4．准确性和精密度 方法在一定范围内必需满足必要的准确性和精密度要求，应进行高、中、低不同浓度的日内和日间多次进样重复试验，计算其平均值、标准差和变异系数。变异系数小于5%，可以认为重复性很好；小于10%，方法也可用；对极低浓度和特殊情况，变异系数甚至可放大至15%。

5．回收率 回收率测定应在实测样品的空白（如血清）中加入药物纯品，以求其回收百分率。纯品加入的量应在线性范围内选几种不同的浓度同时测定。绝对回收率在90%～100%较为理想，如果低一些，但多次测定的结果一致，即标准差较小，也可通过校正系数校正；如果各个浓度的回收率不一致，但稳定且有相关性，则可通过权重系数来校正。
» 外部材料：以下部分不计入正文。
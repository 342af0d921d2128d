//! Column multiplexed scan of the 5x7 matrix.
//!
//! Every refresh interrupt shows one matrix column. Five ticks make a full
//! frame, `speed` frames make one scroll step of one raster column.

use bitvec::prelude::*;

use crate::config::{MATRIX_COLUMNS, MATRIX_ROWS};
use crate::font::SPINNER;
use crate::interface::LedPort;

/// Port pin of every matrix row, top row first
pub const ROW_PINS: [u8; MATRIX_ROWS] = [2, 7, 8, 9, 1, 0, 3];
/// Port pin of every matrix column, left column first
pub const COLUMN_PINS: [u8; MATRIX_COLUMNS] = [11, 10, 4, 5, 6];
/// Every pin driven by the scan
pub const MATRIX_PINS: u16 = 0xFFF;
/// The switch shares a row pin and is sampled between two columns
pub const SWITCH_PIN: u16 = 1 << 0;
/// Consecutive high samples confirming a press
pub const DEBOUNCE_TICKS: u8 = 10;

#[derive(Debug, Clone, Copy, PartialEq, Eq)]
#[cfg_attr(feature = "defmt", derive(defmt::Format))]
pub enum Source {
    /// Bouncing dot, shown before any text
    Spinner,
    /// The rendered raster
    Pattern,
}

/// Scroll position, mutated only by [`ScanEngine::tick`]
#[derive(Debug, Clone, Copy, PartialEq, Eq)]
#[cfg_attr(feature = "defmt", derive(defmt::Format))]
pub struct Position {
    /// Raster column shown in the leftmost matrix column
    pub start: usize,
    /// Matrix column lit by the next tick
    pub step: u8,
    /// Frames shown since the last scroll step
    pub scan_count: u8,
    /// Frames per scroll step
    pub speed: u8,
    /// Raster length in columns
    pub len: usize,
}

/// Result of one refresh tick
#[derive(Debug, Clone, Copy, PartialEq, Eq)]
#[cfg_attr(feature = "defmt", derive(defmt::Format))]
pub struct Tick {
    /// Levels of [`MATRIX_PINS`] for this column
    pub levels: u16,
    /// The scroll went past the end of the raster
    pub wrapped: bool,
}

#[derive(Debug, Clone)]
pub struct ScanEngine {
    source: Source,
    pos: Position,
}

impl Default for ScanEngine {
    fn default() -> Self {
        Self::new()
    }
}

impl ScanEngine {
    pub const fn new() -> Self {
        Self {
            source: Source::Spinner,
            pos: Position {
                start: 0,
                step: 0,
                scan_count: 0,
                speed: 0,
                len: SPINNER.len(),
            },
        }
    }

    pub fn source(&self) -> Source {
        self.source
    }

    pub fn position(&self) -> Position {
        self.pos
    }

    fn rewind(&mut self, len: usize) {
        self.pos.start = 0;
        self.pos.step = 0;
        self.pos.scan_count = 0;
        self.pos.len = len;
    }

    pub fn show_spinner(&mut self, speed: u8) {
        self.source = Source::Spinner;
        self.pos.speed = speed;
        self.rewind(SPINNER.len());
    }

    /// Starts scrolling a freshly rendered raster from its beginning
    pub fn show_pattern(&mut self, len: usize) {
        self.source = Source::Pattern;
        self.rewind(len);
    }

    /// Follows a raster that changed length without restarting the scroll
    pub fn resize(&mut self, len: usize) {
        self.pos.len = len;
        if self.pos.start >= len {
            self.pos.start = 0;
        }
    }

    pub fn set_speed(&mut self, speed: u8) {
        self.pos.speed = speed;
        if self.pos.scan_count >= speed {
            self.pos.scan_count = 0;
        }
    }

    fn column(&self, pattern: &[u8]) -> u8 {
        let Position { start, step, len, .. } = self.pos;
        match self.source {
            Source::Spinner => SPINNER[start % SPINNER.len()][step as usize],
            Source::Pattern if len == 0 => 0,
            Source::Pattern => pattern.get((start + step as usize) % len).copied().unwrap_or(0),
        }
    }

    /// Renders the current column and advances the scroll
    pub fn tick(&mut self, pattern: &[u8]) -> Tick {
        let column = self.column(pattern);
        let bits = column.view_bits::<Lsb0>();
        let mut levels = MATRIX_PINS;
        for (row, pin) in ROW_PINS.iter().enumerate() {
            if !bits[MATRIX_ROWS - 1 - row] {
                levels &= !(1 << pin);
            }
        }
        levels &= !(1 << COLUMN_PINS[self.pos.step as usize]);

        let mut wrapped = false;
        let pos = &mut self.pos;
        pos.step += 1;
        if pos.step as usize == MATRIX_COLUMNS {
            pos.step = 0;
            pos.scan_count = pos.scan_count.saturating_add(1);
            if pos.scan_count >= pos.speed {
                pos.scan_count = 0;
                pos.start += 1;
                if pos.start >= pos.len {
                    pos.start = 0;
                    wrapped = true;
                }
            }
        }
        Tick { levels, wrapped }
    }
}

/// Switch debouncer fed once per refresh tick
#[derive(Debug, Clone, Default)]
pub struct Debouncer {
    count: u8,
    pressed: bool,
}

impl Debouncer {
    pub const fn new() -> Self {
        Self {
            count: 0,
            pressed: false,
        }
    }

    pub fn pressed(&self) -> bool {
        self.pressed
    }

    /// Returns true once per confirmed press
    pub fn sample(&mut self, high: bool) -> bool {
        if high {
            if self.count < DEBOUNCE_TICKS {
                self.count += 1;
            }
            if !self.pressed && self.count >= DEBOUNCE_TICKS {
                self.pressed = true;
                return true;
            }
        } else {
            self.count = self.count.saturating_sub(1);
            if self.pressed && self.count == 0 {
                self.pressed = false;
            }
        }
        false
    }
}

/// Reads the switch by briefly turning its row pin into an input
pub fn sample_switch<P: LedPort>(port: &mut P) -> bool {
    port.write(SWITCH_PIN, 0);
    port.set_direction(SWITCH_PIN, false);
    let high = port.read(SWITCH_PIN) != 0;
    port.set_direction(SWITCH_PIN, true);
    high
}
因此，回收率的稳定性和重复性似乎比其百分率更为重要。

6．标准曲线 定量测定不仅应符合药物有效浓度的范围，而且应适于药动学研究的要求。一般来说，药物的有效浓度范围窄，而药动学研究要求的范围宽，最大浓度与最小浓度间最好有两个数量级之差。如果测定结果超出线性范围，不能应用减少或增加样品量，使测定值落在线性范围内的做法，必须重新做标准曲线。每条标准曲线最好不少于5个点。